> [TO DO]
Among the records that follow, find the line with "use crate::countries::CountryTable;" and the line with "is priced in.". Set down those lines and all lines between them exactly, without adding anything.

> [RECORDS SUPPLIED]
+===+

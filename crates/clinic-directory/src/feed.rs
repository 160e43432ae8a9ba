//! # Clinic Feed
//!
//! Observable state of the most recent clinic listing. The repository writes it when a fetch
//! starts and when it completes; any number of subscribers watch it. Concurrent fetches race
//! and the last one to complete wins.

use crate::model::Clinic;
use std::sync::Arc;
use tokio::sync::watch;

pub const PUBLISHED_LOAD_FAILED: &str = "Error loading clinics. Please try again.";
pub const OWNED_LOAD_FAILED: &str = "Error loading clinics";

/// One snapshot of the listing.
#[derive(Debug, Clone, PartialEq)]
pub struct ClinicListing {
    pub clinics: Vec<Clinic>,
    pub is_loading: bool,
    /// User-facing message of the last failed fetch.
    pub error: Option<String>,
    /// The store page was full before in-memory filters ran, so matches may be missing.
    pub truncated: bool,
}

impl Default for ClinicListing {
    /// Nothing fetched yet: empty and loading.
    fn default() -> Self {
        Self {
            clinics: Vec::new(),
            is_loading: true,
            error: None,
            truncated: false,
        }
    }
}

/// Shared handle to the listing state. Clones write to the same state.
#[derive(Clone)]
pub struct ClinicFeed {
    state: Arc<watch::Sender<ClinicListing>>,
}

impl Default for ClinicFeed {
    fn default() -> Self {
        Self::new()
    }
}

impl ClinicFeed {
    pub fn new() -> Self {
        let (state, _) = watch::channel(ClinicListing::default());
        Self {
            state: Arc::new(state),
        }
    }

    pub fn subscribe(&self) -> watch::Receiver<ClinicListing> {
        self.state.subscribe()
    }

    pub fn snapshot(&self) -> ClinicListing {
        self.state.borrow().clone()
    }

    /// Marks a fetch as started. Current clinics stay visible; the error is cleared.
    pub(crate) fn start_loading(&self) {
        self.state.send_modify(|listing| {
            listing.is_loading = true;
            listing.error = None;
        });
    }

    pub(crate) fn finish(&self, clinics: Vec<Clinic>, truncated: bool) -> ClinicListing {
        self.publish(ClinicListing {
            clinics,
            is_loading: false,
            error: None,
            truncated,
        })
    }

    pub(crate) fn fail(&self, message: impl Into<String>) -> ClinicListing {
        self.publish(ClinicListing {
            clinics: Vec::new(),
            is_loading: false,
            error: Some(message.into()),
            truncated: false,
        })
    }

    fn publish(&self, listing: ClinicListing) -> ClinicListing {
        self.state.send_replace(listing.clone());
        listing
    }
}
use super::Doctor;
use crate::countries::CountryTable;
use chrono::{DateTime, Utc};
use rand::Rng;
use serde::{Deserialize, Serialize};
use std::collections::BTreeMap;
use std::fmt;
use uuid::Uuid;

/// Weekdays every published clinic must list opening hours for.
pub const WEEKDAYS: [&str; 5] = ["monday", "tuesday", "wednesday", "thursday", "friday"];

/// Currency a fresh clinic is priced in.
pub const DEFAULT_CURRENCY: &str = "€";

/// Store-assigned identifier of a clinic document.
#[derive(Debug, Clone, Copy, PartialEq, Eq, Hash, PartialOrd, Ord, Serialize, Deserialize)]
#[serde(transparent)]
pub struct ClinicId(pub Uuid);

impl ClinicId {
    pub fn new() -> Self {
        Self(Uuid::new_v4())
    }
}

impl Default for ClinicId {
    fn default() -> Self {
        Self::new()
    }
}

impl fmt::Display for ClinicId {
    fn fmt(&self, f: &mut fmt::Formatter<'_>) -> fmt::Result {
        fmt::Display::fmt(&self.0, f)
    }
}

/// Whether a clinic is visible in public listings.
#[derive(Debug, Clone, Copy, Default, PartialEq, Eq, Serialize, Deserialize)]
#[serde(rename_all = "lowercase")]
pub enum ClinicStatus {
    #[default]
    Draft,
    Published,
}

impl ClinicStatus {
    /// The serialized form, as used in store queries.
    pub fn as_str(&self) -> &'static str {
        match self {
            ClinicStatus::Draft => "draft",
            ClinicStatus::Published => "published",
        }
    }
}

#[derive(Debug, Clone, Default, PartialEq, Serialize, Deserialize)]
#[serde(rename_all = "camelCase")]
pub struct Address {
    pub street: String,
    pub city: String,
    /// Country code, e.g. `DE`.
    pub country: String,
    /// Region code within the country, e.g. `BY`.
    #[serde(default, skip_serializing_if = "Option::is_none")]
    pub region: Option<String>,
    pub postal_code: String,
}

#[derive(Debug, Clone, PartialEq, Serialize, Deserialize)]
#[serde(rename_all = "camelCase")]
pub struct PriceRange {
    pub min: f64,
    pub max: f64,
    pub currency: String,
}

impl Default for PriceRange {
    fn default() -> Self {
        Self {
            min: 0.0,
            max: 0.0,
            currency: DEFAULT_CURRENCY.to_string(),
        }
    }
}

#[derive(Debug, Clone, Default, PartialEq, Serialize, Deserialize)]
#[serde(rename_all = "camelCase")]
pub struct Contact {
    pub phone: String,
    pub email: String,
    #[serde(default, skip_serializing_if = "Option::is_none")]
    pub website: Option<String>,
}

#[derive(Debug, Clone, Default, PartialEq, Serialize, Deserialize)]
#[serde(rename_all = "camelCase")]
pub struct SocialMedia {
    #[serde(default, skip_serializing_if = "Option::is_none")]
    pub facebook: Option<String>,
    #[serde(default, skip_serializing_if = "Option::is_none")]
    pub instagram: Option<String>,
    #[serde(default, skip_serializing_if = "Option::is_none")]
    pub twitter: Option<String>,
}

/// Opening and closing time of one day, as free-form strings (`"09:00"`).
#[derive(Debug, Clone, Default, PartialEq, Serialize, Deserialize)]
pub struct DayHours {
    pub open: String,
    pub close: String,
}

impl DayHours {
    pub fn new(open: impl Into<String>, close: impl Into<String>) -> Self {
        Self {
            open: open.into(),
            close: close.into(),
        }
    }
}

/// Weekday name (`"monday"`) to hours.
pub type OperatingHours = BTreeMap<String, DayHours>;

#[derive(Debug, Clone, Default, PartialEq, Serialize, Deserialize)]
#[serde(rename_all = "camelCase")]
pub struct Images {
    pub main: String,
    #[serde(default)]
    pub gallery: Vec<String>,
}

/// A clinic document as stored in the `clinics` collection.
///
/// # Store
/// This struct implements [`ActorEntity`](resource_store::ActorEntity) in
/// [`clinic_actor::entity`](crate::clinic_actor::entity). Its serialized field names are the
/// query paths: `status`, `slug`, `rating`, `userId`, `updatedAt`, `address.country`.
#[derive(Debug, Clone, PartialEq, Serialize, Deserialize)]
#[serde(rename_all = "camelCase")]
pub struct Clinic {
    pub id: ClinicId,
    pub name: String,
    pub slug: String,
    pub description: String,
    pub status: ClinicStatus,
    pub address: Address,
    pub services: Vec<String>,
    pub price_range: PriceRange,
    pub contact: Contact,
    #[serde(default, skip_serializing_if = "Option::is_none")]
    pub social_media: Option<SocialMedia>,
    pub operating_hours: OperatingHours,
    pub images: Images,
    pub doctors: Vec<Doctor>,
    pub rating: f64,
    pub review_count: u32,
    pub user_id: String,
    pub created_at: DateTime<Utc>,
    pub updated_at: DateTime<Utc>,
}

/// The owner-editable part of a clinic: everything except identity, slug, status, owner and
/// timestamps, which the repository and the store assign.
///
/// `NewClinic::default()` is the empty template an owner starts from.
#[derive(Debug, Clone, PartialEq, Serialize, Deserialize)]
#[serde(rename_all = "camelCase")]
pub struct NewClinic {
    pub name: String,
    pub description: String,
    pub address: Address,
    pub services: Vec<String>,
    pub price_range: PriceRange,
    pub contact: Contact,
    #[serde(default, skip_serializing_if = "Option::is_none")]
    pub social_media: Option<SocialMedia>,
    pub operating_hours: OperatingHours,
    pub images: Images,
    pub doctors: Vec<Doctor>,
    pub rating: f64,
    pub review_count: u32,
}

impl Default for NewClinic {
    fn default() -> Self {
        Self {
            name: String::new(),
            description: String::new(),
            address: Address::default(),
            services: Vec::new(),
            price_range: PriceRange::default(),
            contact: Contact::default(),
            social_media: Some(SocialMedia::default()),
            operating_hours: WEEKDAYS
                .iter()
                .map(|day| (day.to_string(), DayHours::default()))
                .collect(),
            images: Images::default(),
            doctors: Vec::new(),
            rating: 0.0,
            review_count: 0,
        }
    }
}

/// Create payload sent to the store: the owner's data plus the assigned slug and owner id.
#[derive(Debug, Clone)]
pub struct ClinicCreate {
    pub slug: String,
    pub user_id: String,
    pub clinic: NewClinic,
}

/// A partial clinic record. Every field is optional.
///
/// Serves as the update payload (only present fields are written) and as the input of
/// [`validate_clinic`](crate::validation::validate_clinic).
#[derive(Debug, Clone, Default, PartialEq, Serialize, Deserialize)]
#[serde(rename_all = "camelCase", default)]
pub struct ClinicDraft {
    pub name: Option<String>,
    pub description: Option<String>,
    pub address: Option<Address>,
    pub services: Option<Vec<String>>,
    pub price_range: Option<PriceRange>,
    pub contact: Option<Contact>,
    pub social_media: Option<SocialMedia>,
    pub operating_hours: Option<OperatingHours>,
    pub images: Option<Images>,
    pub doctors: Option<Vec<Doctor>>,
    pub rating: Option<f64>,
    pub review_count: Option<u32>,
}

impl From<NewClinic> for ClinicDraft {
    fn from(clinic: NewClinic) -> Self {
        Self {
            name: Some(clinic.name),
            description: Some(clinic.description),
            address: Some(clinic.address),
            services: Some(clinic.services),
            price_range: Some(clinic.price_range),
            contact: Some(clinic.contact),
            social_media: clinic.social_media,
            operating_hours: Some(clinic.operating_hours),
            images: Some(clinic.images),
            doctors: Some(clinic.doctors),
            rating: Some(clinic.rating),
            review_count: Some(clinic.review_count),
        }
    }
}

impl From<&Clinic> for ClinicDraft {
    fn from(clinic: &Clinic) -> Self {
        Self {
            name: Some(clinic.name.clone()),
            description: Some(clinic.description.clone()),
            address: Some(clinic.address.clone()),
            services: Some(clinic.services.clone()),
            price_range: Some(clinic.price_range.clone()),
            contact: Some(clinic.contact.clone()),
            social_media: clinic.social_media.clone(),
            operating_hours: Some(clinic.operating_hours.clone()),
            images: Some(clinic.images.clone()),
            doctors: Some(clinic.doctors.clone()),
            rating: Some(clinic.rating),
            review_count: Some(clinic.review_count),
        }
    }
}

/// Update payload sent to the store. `slug` is set by the repository when a rename needs a
/// fresh one.
#[derive(Debug, Clone, Default)]
pub struct ClinicUpdate {
    pub changes: ClinicDraft,
    pub slug: Option<String>,
}

/// Public path of a clinic page: `/clinics/<country-slug>/<clinic-slug>`.
pub fn clinic_url(clinic: &Clinic, countries: &CountryTable) -> String {
    format!(
        "/clinics/{}/{}",
        countries.country_slug(&clinic.address.country),
        clinic.slug
    )
}

/// A placeholder name for a clinic an owner has not named yet, e.g. `Draft Clinic 4821`.
pub fn draft_clinic_name() -> String {
    draft_clinic_name_with(&mut rand::thread_rng())
}

pub fn draft_clinic_name_with<R: Rng + ?Sized>(rng: &mut R) -> String {
    format!("Draft Clinic {}", rng.gen_range(0..10_000))
}

#[cfg(test)]
mod tests {
    use super::*;
    use rand::rngs::StdRng;
    use rand::SeedableRng;
    use serde_json::json;

    #[test]
    fn test_empty_template() {
        let clinic = NewClinic::default();
        assert_eq!(clinic.price_range.currency, "€");
        assert_eq!(clinic.operating_hours.len(), 5);
        assert!(WEEKDAYS
            .iter()
            .all(|day| clinic.operating_hours[*day] == DayHours::default()));
        assert!(clinic.services.is_empty());
        assert_eq!(clinic.review_count, 0);
    }

    #[test]
    fn test_draft_names_are_in_range() {
        let mut rng = StdRng::seed_from_u64(7);
        for _ in 0..100 {
            let name = draft_clinic_name_with(&mut rng);
            let number: u32 = name
                .strip_prefix("Draft Clinic ")
                .and_then(|n| n.parse().ok())
                .unwrap();
            assert!(number < 10_000);
        }
        assert!(draft_clinic_name().starts_with("Draft Clinic "));
    }

    #[test]
    fn test_status_serializes_lowercase() {
        assert_eq!(serde_json::to_value(ClinicStatus::Published).unwrap(), json!("published"));
        assert_eq!(ClinicStatus::Draft.as_str(), "draft");
    }

    #[test]
    fn test_draft_deserializes_partial_json() {
        let draft: ClinicDraft = serde_json::from_value(json!({
            "name": "Smile Dental",
            "priceRange": { "min": 20.0, "max": 90.0, "currency": "€" }
        }))
        .unwrap();

        assert_eq!(draft.name.as_deref(), Some("Smile Dental"));
        assert_eq!(draft.price_range.map(|p| p.max), Some(90.0));
        assert!(draft.address.is_none());
    }
}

+===+

> [RESPONSE TO THIS TASK]
use crate::countries::CountryTable;
use chrono::{DateTime, Utc};
use rand::Rng;
use serde::{Deserialize, Serialize};
use std::collections::BTreeMap;
use std::fmt;
use uuid::Uuid;

/// Weekdays every published clinic must list opening hours for.
pub const WEEKDAYS: [&str; 5] = ["monday", "tuesday", "wednesday", "thursday", "friday"];

/// Currency a fresh clinic is priced in.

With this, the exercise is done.